KINSHASA – Penyakit misterius baru-baru ini menewaskan antara 67 dan 143 orang di wilayah barat daya Republik Demokratik Kongo (DRC). Penyakit ini dilaporkan menyebabkan gejala mirip flu berupa demam, sakit kepala, batuk, dan anemia.
Seorang ahli epidemiologi mengatakan kepada kantor berita Reuters bahwa perempuan dan anak-anak adalah kelompok yang paling terkena dampak penyakit ini. Namun, sangat sedikit yang diketahui mengenai penyakit ini.

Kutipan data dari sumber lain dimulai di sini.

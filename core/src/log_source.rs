//! Windowed `eth_getLogs` polling with an on-disk log cache and a live-tail
//! handoff to `eth_subscribe` (spec.md §4.1).

use std::sync::Arc;
use std::time::Duration;

use slog::{debug, info, warn, Logger};

use indexer_types::constants::DEFAULT_MAX_RATE_LIMIT_RETRIES;
use indexer_types::errors::LogSourceError;
use indexer_types::ports::{log_cache_error_key, log_cache_key, EthGetLogsFilter, EthereumAdapter, Log, PersistencePort};

/// Exponential backoff schedule applied after a rate-limited `eth_getLogs`
/// call, capped at `MAX_BACKOFF`.
const INITIAL_BACKOFF: Duration = Duration::from_millis(250);
const MAX_BACKOFF: Duration = Duration::from_secs(30);
const MAX_RATE_LIMIT_ATTEMPTS: u32 = DEFAULT_MAX_RATE_LIMIT_RETRIES;

pub struct LogSource {
    adapter: Arc<dyn EthereumAdapter>,
    persistence: Arc<dyn PersistencePort>,
    window_size: u64,
    logger: Logger,
}

impl LogSource {
    pub fn new(adapter: Arc<dyn EthereumAdapter>, persistence: Arc<dyn PersistencePort>, window_size: u64, logger: Logger) -> Self {
        Self { adapter, persistence, window_size: window_size.max(1), logger }
    }

    /// Walks `[from, to]` in `window_size`-block windows, consulting the log
    /// cache before each `eth_getLogs` call and writing the window's result
    /// (or error) back to it. A window that keeps rate-limiting past
    /// `MAX_RATE_LIMIT_ATTEMPTS` surfaces `LogSourceError::RateLimited`
    /// and aborts the whole walk rather than silently skip blocks.
    pub async fn backfill(&self, from: u64, to: u64, filter: &EthGetLogsFilter) -> Result<Vec<Log>, LogSourceError> {
        let mut logs = Vec::new();
        let mut window_start = from;
        while window_start <= to {
            let window_end = (window_start + self.window_size - 1).min(to);
            let mut window_logs = self.fetch_window(window_start, window_end, filter).await?;
            logs.append(&mut window_logs);
            window_start = window_end + 1;
        }
        Ok(logs)
    }

    async fn fetch_window(&self, from: u64, to: u64, filter: &EthGetLogsFilter) -> Result<Vec<Log>, LogSourceError> {
        if let Some(cached) = self.read_cache(from, to).await {
            debug!(self.logger, "log window served from cache"; "from" => from, "to" => to);
            return Ok(cached);
        }

        let mut backoff = INITIAL_BACKOFF;
        for attempt in 1..=MAX_RATE_LIMIT_ATTEMPTS {
            match self.adapter.get_logs(from, to, filter).await {
                Ok(logs) => {
                    self.write_cache(from, to, &logs).await;
                    return Ok(logs);
                }
                Err(LogSourceError::RateLimited { .. }) => {
                    warn!(self.logger, "rate limited fetching log window, backing off";
                        "from" => from, "to" => to, "attempt" => attempt, "backoff_ms" => backoff.as_millis() as u64);
                    tokio::time::sleep(backoff).await;
                    backoff = (backoff * 2).min(MAX_BACKOFF);
                }
                Err(other) => {
                    self.write_cache_error(from, to, &other).await;
                    return Err(other);
                }
            }
        }
        Err(LogSourceError::RateLimited { attempts: MAX_RATE_LIMIT_ATTEMPTS })
    }

    async fn read_cache(&self, from: u64, to: u64) -> Option<Vec<Log>> {
        let payload = self.persistence.get_log_cache(from, to).await.ok().flatten()?;
        serde_json::from_slice::<Vec<CachedLog>>(&payload).ok().map(|cached| cached.into_iter().map(Into::into).collect())
    }

    async fn write_cache(&self, from: u64, to: u64, logs: &[Log]) {
        let cached: Vec<CachedLog> = logs.iter().cloned().map(Into::into).collect();
        if let Ok(payload) = serde_json::to_vec(&cached) {
            let _ = self.persistence.put_log_cache(from, to, &payload).await;
        }
    }

    async fn write_cache_error(&self, from: u64, to: u64, error: &LogSourceError) {
        let payload = error.to_string().into_bytes();
        let _ = self.persistence.put_log_cache_error(from, to, &payload).await;
    }

    /// Opens the live tail. Intended to be spawned once the backfill catches
    /// up to the chain head (spec.md §4.1/§5: pipeline hands off from
    /// polling to subscription mode once `most_recent_synced_block` reaches
    /// `most_recent_chain_block`).
    pub async fn subscribe(&self, filter: EthGetLogsFilter) -> Result<std::pin::Pin<Box<dyn futures::Stream<Item = Result<Log, LogSourceError>> + Send>>, LogSourceError> {
        info!(self.logger, "opening live log subscription");
        self.adapter.subscribe_logs(filter).await
    }

    pub fn cache_keys(from: u64, to: u64) -> (String, String) {
        (log_cache_key(from, to), log_cache_error_key(from, to))
    }
}

#[derive(Clone, serde::Serialize, serde::Deserialize)]
struct CachedLog {
    block_number: u64,
    tx_index: u32,
    address: String,
    topics: Vec<String>,
    data: Vec<u8>,
}

impl From<Log> for CachedLog {
    fn from(log: Log) -> Self {
        Self { block_number: log.block_number, tx_index: log.tx_index, address: log.address, topics: log.topics, data: log.data }
    }
}

impl From<CachedLog> for Log {
    fn from(cached: CachedLog) -> Self {
        Self { block_number: cached.block_number, tx_index: cached.tx_index, address: cached.address, topics: cached.topics, data: cached.data }
    }
}

#[cfg(test)]
mod tests {
    use super::*;
    use indexer_types::errors::PersistenceError;
    use std::collections::HashMap;
    use std::sync::Mutex;

    fn test_logger() -> Logger {
        Logger::root(slog::Discard, slog::o!())
    }

    fn sample_log(block_number: u64) -> Log {
        Log { block_number, tx_index: 0, address: "0xabc".into(), topics: vec!["0x01".into()], data: vec![] }
    }

    struct StubAdapter {
        logs_by_window: Mutex<HashMap<(u64, u64), Vec<Log>>>,
        calls: Mutex<u32>,
    }

    #[async_trait::async_trait]
    impl EthereumAdapter for StubAdapter {
        async fn latest_block(&self) -> Result<u64, LogSourceError> {
            Ok(0)
        }
        async fn get_logs(&self, from: u64, to: u64, _filter: &EthGetLogsFilter) -> Result<Vec<Log>, LogSourceError> {
            *self.calls.lock().unwrap() += 1;
            Ok(self.logs_by_window.lock().unwrap().get(&(from, to)).cloned().unwrap_or_default())
        }
        async fn subscribe_logs(&self, _filter: EthGetLogsFilter) -> Result<std::pin::Pin<Box<dyn futures::Stream<Item = Result<Log, LogSourceError>> + Send>>, LogSourceError> {
            Err(LogSourceError::SubscriptionFailed("not implemented in stub".into()))
        }
        async fn call(&self, _call: indexer_types::ports::ContractCall) -> Result<Vec<ethabi::Token>, indexer_types::errors::PluginError> {
            Ok(vec![])
        }
    }

    #[derive(Default)]
    struct StubPersistence {
        cache: Mutex<HashMap<(u64, u64), Vec<u8>>>,
    }

    #[async_trait::async_trait]
    impl PersistencePort for StubPersistence {
        async fn bulk_upsert_tokens(&self, _tokens: Vec<indexer_types::domain::Token>) -> Result<(), PersistenceError> {
            Ok(())
        }
        async fn bulk_upsert_contracts(&self, _contracts: Vec<indexer_types::domain::Contract>) -> Result<(), PersistenceError> {
            Ok(())
        }
        async fn get_token_uri(&self, _c: &str, _t: &str) -> Result<Option<String>, PersistenceError> {
            Ok(None)
        }
        async fn get_token_balance(&self, _c: &str, _t: &str, _h: &str) -> Result<Option<u64>, PersistenceError> {
            Ok(None)
        }
        async fn get_address_filter_batch(&self, ranges: &[(u64, u64)]) -> Result<Vec<Result<indexer_types::bloom::BloomFilter, PersistenceError>>, PersistenceError> {
            Ok(ranges.iter().map(|_| Ok(indexer_types::bloom::BloomFilter::for_address_window())).collect())
        }
        async fn bulk_upsert_address_filters(&self, _filters: HashMap<(u64, u64), indexer_types::bloom::BloomFilter>) -> Result<(), PersistenceError> {
            Ok(())
        }
        async fn get_log_cache(&self, from_block: u64, to_block: u64) -> Result<Option<Vec<u8>>, PersistenceError> {
            Ok(self.cache.lock().unwrap().get(&(from_block, to_block)).cloned())
        }
        async fn put_log_cache(&self, from_block: u64, to_block: u64, payload: &[u8]) -> Result<(), PersistenceError> {
            self.cache.lock().unwrap().insert((from_block, to_block), payload.to_vec());
            Ok(())
        }
        async fn put_log_cache_error(&self, _from_block: u64, _to_block: u64, _payload: &[u8]) -> Result<(), PersistenceError> {
            Ok(())
        }
    }

    #[tokio::test]
    async fn backfill_splits_into_windows_and_concatenates_results() {
        let mut logs_by_window = HashMap::new();
        logs_by_window.insert((0, 1), vec![sample_log(0), sample_log(1)]);
        logs_by_window.insert((2, 3), vec![sample_log(2)]);
        let adapter = Arc::new(StubAdapter { logs_by_window: Mutex::new(logs_by_window), calls: Mutex::new(0) });
        let persistence = Arc::new(StubPersistence::default());
        let source = LogSource::new(adapter, persistence, 2, test_logger());

        let logs = source.backfill(0, 3, &EthGetLogsFilter::default()).await.unwrap();
        assert_eq!(logs.len(), 3);
    }

    #[tokio::test]
    async fn second_backfill_of_same_range_is_served_from_cache() {
        let mut logs_by_window = HashMap::new();
        logs_by_window.insert((0, 9), vec![sample_log(0)]);
        let adapter = Arc::new(StubAdapter { logs_by_window: Mutex::new(logs_by_window), calls: Mutex::new(0) });
        let persistence = Arc::new(StubPersistence::default());
        let source = LogSource::new(adapter.clone(), persistence, 10, test_logger());

        source.backfill(0, 9, &EthGetLogsFilter::default()).await.unwrap();
        source.backfill(0, 9, &EthGetLogsFilter::default()).await.unwrap();

        assert_eq!(*adapter.calls.lock().unwrap(), 1);
    }
}
//! Hand-written metadata generators for the handful of contracts whose
//! tokens don't carry a standard `tokenURI`, keyed by lowercase contract
//! address (spec.md §4.6's "custom handler" escape hatch).

pub mod autoglyphs;
pub mod colorglyphs;
pub mod cryptopunks;
pub mod ens;
pub mod glyph_render;

use std::collections::BTreeMap;
use std::sync::Arc;

use indexer_types::value::Value;

/// A contract-specific metadata generator. Implementors never perform I/O of
/// their own in this repo — they derive metadata from the token id alone or
/// (for `ens`) from a name already resolved elsewhere in the pipeline.
pub trait CustomHandler: Send + Sync {
    fn contract_address(&self) -> &'static str;

    fn generate(&self, token_id: &str, uri: &str) -> BTreeMap<String, Value>;
}

#[derive(Default)]
pub struct CustomHandlerRegistry {
    by_address: std::collections::HashMap<&'static str, Arc<dyn CustomHandler>>,
}

impl CustomHandlerRegistry {
    pub fn new() -> Self {
        Self::default()
    }

    pub fn with_defaults() -> Self {
        let mut registry = Self::new();
        registry.register(Arc::new(autoglyphs::AutoglyphsHandler));
        registry.register(Arc::new(colorglyphs::ColorglyphsHandler));
        registry.register(Arc::new(cryptopunks::CryptopunksHandler));
        registry.register(Arc::new(ens::EnsHandler));
        registry
    }

    pub fn register(&mut self, handler: Arc<dyn CustomHandler>) {
        self.by_address.insert(handler.contract_address(), handler);
    }

    pub fn get(&self, contract_address: &str) -> Option<Arc<dyn CustomHandler>> {
        self.by_address.get(contract_address.to_lowercase().as_str()).cloned()
    }
}
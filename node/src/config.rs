//! Command-line and environment configuration for the node binary
//! (spec.md §6's "everything is driven by flags/env vars, no config file").

use clap::Parser;

use indexer_types::constants::{
    DEFAULT_BLOCKS_PER_LOGS_CALL, DEFAULT_CHUNK_SIZE, DEFAULT_MAX_CONCURRENT_RUNS,
};

#[derive(Parser, Debug, Clone)]
#[command(name = "indexer-node", about = "NFT transfer indexer")]
pub struct Config {
    /// HTTP JSON-RPC endpoint for `eth_getLogs`/`eth_call`.
    #[arg(long, env = "ETH_RPC_URL")]
    pub eth_rpc_url: String,

    /// Websocket endpoint for `eth_subscribe`. Live tailing is disabled if unset.
    #[arg(long, env = "ETH_WS_URL")]
    pub eth_ws_url: Option<String>,

    /// Postgres connection string.
    #[arg(long, env = "DATABASE_URL")]
    pub database_url: String,

    /// Chain label stamped onto every `Transfer`/`Token` row.
    #[arg(long, env = "CHAIN_NAME", default_value = "ethereum")]
    pub chain_name: String,

    /// Blocks per `eth_getLogs` call.
    #[arg(long, env = "BLOCKS_PER_LOGS_CALL", default_value_t = DEFAULT_BLOCKS_PER_LOGS_CALL)]
    pub blocks_per_logs_call: u64,

    /// Blocks per address-filter chunk.
    #[arg(long, env = "FILTER_CHUNK_SIZE", default_value_t = DEFAULT_CHUNK_SIZE)]
    pub filter_chunk_size: u64,

    /// Concurrent chunk-processing tasks the pipeline runs at once.
    #[arg(long, env = "MAX_CONCURRENT_RUNS", default_value_t = DEFAULT_MAX_CONCURRENT_RUNS)]
    pub max_concurrent_runs: usize,

    /// Maximum size of the Postgres connection pool.
    #[arg(long, env = "DB_POOL_SIZE", default_value_t = 10)]
    pub db_pool_size: u32,

    /// Starting block for backfill when no prior progress is recorded.
    #[arg(long, env = "START_BLOCK", default_value_t = 0)]
    pub start_block: u64,

    /// Run pending Diesel migrations on startup.
    #[arg(long, env = "RUN_MIGRATIONS", default_value_t = true)]
    pub run_migrations: bool,

    /// Whether the uris plugin may fall back to an on-chain `tokenURI`/`uri`
    /// call when the repository has no cached URI for a token.
    #[arg(long, env = "ENABLE_RPC_URI_RESOLUTION", default_value_t = true)]
    pub enable_rpc_uri_resolution: bool,
}

impl Config {
    pub fn from_env() -> Self {
        Config::parse()
    }
}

Pejabat kesehatan Kongo sedang menyelidiki insiden tersebut untuk mengetahui penyebab wabah mematikan ini. Pertama, mereka mempertimbangkan kemungkinan adanya penyakit spesifik di wilayah tersebut, seperti malaria, demam berdarah atau chikungunya.
Namun, sulit bagi mereka untuk menentukan penyebabnya karena masalah infrastruktur pengujian diagnostik, serta kesulitan dalam mengumpulkan sampel, mengangkut sampel ke laboratorium, dan melakukan pengujian.
Di negara-negara berpenghasilan rendah seperti Kongo, banyak laboratorium klinis yang hanya dapat menguji patogen umum. Keterbatasan kualitas dan kinerja beberapa laboratorium klinis juga menjadi masalah.
Jika penyakit ini bukan salah satu tersangka yang biasa, mengidentifikasi patogen langka sering kali memerlukan pengiriman sampel ke laboratorium yang lebih khusus yang dapat melakukan tes khusus, seperti pengurutan gen.
Ini mungkin berarti mengirimkan sampel ke laboratorium di luar negeri. Namun, pertukaran sampel biologis semacam itu secara internasional sangat kontroversial, karena manfaatnya seringkali tidak didistribusikan secara merata antar negara.
Prioritas lain bagi pejabat kesehatan setempat adalah memahami tingkat dan tingkat keparahan wabah ini. Angka kematian dan jumlah orang yang tertular sangat mengkhawatirkan. Namun, tidak mudah untuk mengetahui seberapa luas epidemi ini karena tidak semua pasien yang terinfeksi teridentifikasi.
Tidak semua orang yang terinfeksi akan mencari pengobatan. Jumlah klinik yang tersedia sangat sedikit, terutama di daerah terpencil, dan sering kali kekurangan staf. Faktanya, Kongo mempunyai kurang dari dua dokter per 10.000 penduduk (dibandingkan dengan lebih dari 31 dokter per 10.000 di Inggris).
Sekalipun pasien datang ke rumah sakit atau poliklinik, tidak semua infeksi terdeteksi. Tidak semua pasien diskrining untuk mengetahui adanya infeksi, dan semua infeksi yang teridentifikasi dilaporkan kepada otoritas kesehatan.
Dengan tidak adanya informasi mengenai penyebab, luasnya dan jumlah orang yang terinfeksi, sulit untuk menilai ancamannya dengan tepat. Namun, hal ini bukanlah risiko tersendiri. Penyakit menular baru terus bermunculan selama bertahun-tahun.
Hal ini sebagian disebabkan oleh perubahan iklim, perubahan demografi populasi, urbanisasi dan penggundulan hutan, yang memungkinkan infeksi “menular” dari hewan ke manusia.
Sayangnya, radar penyakit menular global kita rusak. Pengawasan penyakit ini terfragmentasi di seluruh dunia.
Di negara-negara miskin, akan ada banyak wilayah di mana penyakit ini tidak terdiagnosis atau kurang terdiagnosis. Layanan pengasuhan seringkali kekurangan sumber daya dan staf, staf sering kali kurang pelatihan atau pengawasan, dan pelaporan mungkin tidak terstandarisasi.
Antara saat seseorang terinfeksi dan didiagnosis mengidap penyakit tersebut, seringkali terdapat penundaan yang lama dalam melaporkan penyakit tersebut kepada otoritas kesehatan. Hal ini pada gilirannya memperlambat pengendalian penyakit epidemi. Masalah ini menjadi lebih serius di wilayah yang terbatas sumber dayanya seperti Afrika Sub-Sahara.